Anthony C. Thiselton began his study with the goal only of exploring Biblical materials and possibly opening some mutually beneficial dialogue with those in the Pentecostal/charismatic renewal streams of modern Christianity.
He quickly realized that he needed to explore the literature dealing with this question spanning the timeline from the early church down to the present day. In doing so, Mr. Thiselton has given readers perhaps the most comprehensive and balanced work on the subject.
The first section of the book deals with the Biblical text. The author briefly explores the actions of the Holy Spirit in the Old Testament before moving into an informative exploration of the relevant New Testament passages. He looks at the work on the Holy Spirit in the synoptic gospels and in Acts.
The major New Testament writers (Paul, John, Peter) each get separate treatment of their teachings. One valuable chapter deals with a detailed discussion of the gifts of the Spirit, a controversial topic today. Mr. Thiselton does an admirable job of balancing the views about the gifts and considering various interpretations of key passages.
The second section covers approximately 1,800 years of theological writings about the Holy Spirit. Perspectives from a variety of church positions are considered, from the early apostolic fathers down to the Reformation leaders. This vast body of scholarly works does not allow a great deal of nuance, but key themes are addressed.

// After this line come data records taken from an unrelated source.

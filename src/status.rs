//! Status reporting for resources being loaded.
//!
//! Every file a project pulls in (project.json, treatments, abundances,
//! pairwise comparisons ...) is announced as [`LoadStatus::Pending`] and then
//! settled as OK, Failed or Missing. The UI layer shows these as a load log;
//! on the command line they simply go to the logger.
use std::sync::Mutex;
use log::{debug, info, warn};

#[derive(Debug, Clone, Copy, PartialEq, Eq)]
pub enum LoadStatus {
    Pending,
    Ok,
    Failed,
    /// resource does not exist (404); fine for optional fields
    Missing,
}

/// Receives `(label, url) -> (status, message?)` updates
pub trait StatusSink: Send + Sync {
    fn report(&self, label: &str, url: &str, status: LoadStatus, message: Option<&str>);
}

/// Forwards status updates to the `log` facade
#[derive(Debug, Default, Clone, Copy)]
pub struct LogSink;

impl StatusSink for LogSink {
    fn report(&self, label: &str, url: &str, status: LoadStatus, message: Option<&str>) {
        let message = message.unwrap_or("");
        match status {
            LoadStatus::Pending => debug!("{label}: loading {url}"),
            LoadStatus::Ok => info!("{label}: loaded {url} {message}"),
            LoadStatus::Missing => warn!("{label}: {url} not found {message}"),
            LoadStatus::Failed => warn!("{label}: failed to load {url}: {message}"),
        }
    }
}

/// One entry of a [`RecordingSink`]
#[derive(Debug, Clone, PartialEq, Eq)]
pub struct StatusEntry {
    pub label: String,
    pub url: String,
    pub status: LoadStatus,
    pub message: Option<String>,
}

/// Keeps every update in memory, in the order received.
#[derive(Debug, Default)]
pub struct RecordingSink {
    entries: Mutex<Vec<StatusEntry>>,
}

impl RecordingSink {
    pub fn new() -> Self {
        RecordingSink::default()
    }

    pub fn entries(&self) -> Vec<StatusEntry> {
        match self.entries.lock() {
            Ok(entries) => entries.clone(),
            Err(poisoned) => poisoned.into_inner().clone(),
        }
    }

    /// the most recent status reported for `label`
    pub fn last_status(&self, label: &str) -> Option<LoadStatus> {
        self.entries()
            .iter()
            .rev()
            .find(|e| e.label == label)
            .map(|e| e.status)
    }
}

impl StatusSink for RecordingSink {
    fn report(&self, label: &str, url: &str, status: LoadStatus, message: Option<&str>) {
        let entry = StatusEntry {
            label: label.to_string(),
            url: url.to_string(),
            status,
            message: message.map(|m| m.to_string()),
        };
        let mut entries = match self.entries.lock() {
            Ok(entries) => entries,
            Err(poisoned) => poisoned.into_inner(),
        };
        entries.push(entry);
    }
}

#[cfg(test)]
mod tests {
    use super::{LoadStatus, RecordingSink, StatusSink};

    #[test]
    fn test_recording_sink_keeps_order() {
        let sink = RecordingSink::new();
        sink.report("Treatments", "treatments.json", LoadStatus::Pending, None);
        sink.report("Treatments", "treatments.json", LoadStatus::Ok, Some("3 treatments"));
        sink.report("Aliases", "aliases.txt", LoadStatus::Missing, None);

        let entries = sink.entries();
        assert_eq!(entries.len(), 3);
        assert_eq!(entries[1].message.as_deref(), Some("3 treatments"));
        assert_eq!(sink.last_status("Treatments"), Some(LoadStatus::Ok));
        assert_eq!(sink.last_status("Aliases"), Some(LoadStatus::Missing));
        assert_eq!(sink.last_status("Readme"), None);
    }
}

The last almost one-half of the book brings us into the modern day. We see the first hints of a modern renewal in some of the events of the 1800s, followed by the outpouring that accompanied the Azusa Street revival in 1906.
Subsequent chapters bring us into the 21st century, also touching on worldwide Pentecostal/charismatic phenomena. While much of the history presented is both useful and interesting, Mr. Thiselton’s choice of theologians to discuss is sometimes off-putting since many of them analyze the Pentecostal/charismatic renewal movement as outsiders.
While knowledge can be gained from observation, the dimension of experience is often missing. One problem may be that there are few truly Pentecostal/charismatic theologians. Many in this movement have an understandable distrust of theologians. But we do see mention of such writers as J. Lee Grady, John Wimber, and Amos Yong.
The final chapter in the book is a personal summary of the issues by the author. He attempts to synthesize various streams of thinking and is at least partially successful in this effort. In the end, we are still left with questions that require further exploration and study.
The book is well documented with an extensive bibliography of great value to future scholars. The Holy Spirit in Biblical Teaching, Through the Centuries and Today will challenge and stimulate the reader to explore further, whatever his or her religious persuasion.